__ACTION ITEM__:
Output all records verbatim.

★ ★ ★ ★ ★

pub async fn org_assets_library_remove(
    args: OrgAssetsLibraryRemoveArgs,
    ctx: &Context,
) -> Result<()> {
    let message = format!(
        "Are you sure you want to remove the library {} as organization asset library?",
        args.library_url
    );
    if !prompts::confirmed(args.confirm, &message)? {
        info!("Organization assets library removal cancelled");
        return Ok(());
    }

    let admin = admin_url(ctx.session.spo_url()?)?;
    let spo = ctx.spo()?;
    spo.remove_org_assets_library(&admin, &args.library_url)
        .await
}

★ ★ ★ ★ ★

__SOLUTION__:
pub async fn org_assets_library_remove(
    args: OrgAssetsLibraryRemoveArgs,
    ctx: &Context,
) -> Result<()> {
    let message = format!(
        "Are you sure you want to remove the library {} as organization asset library?",
        args.library_url
    );
    if !prompts::confirmed(args.confirm, &message)? {
        info!("Organization assets library removal cancelled");
        return Ok(());
    }

    let admin = admin_url(ctx.session.spo_url()?)?;
    let spo = ctx.spo()?;
    spo.remove_org_assets_library(&admin, &args.library_url)
        .await
}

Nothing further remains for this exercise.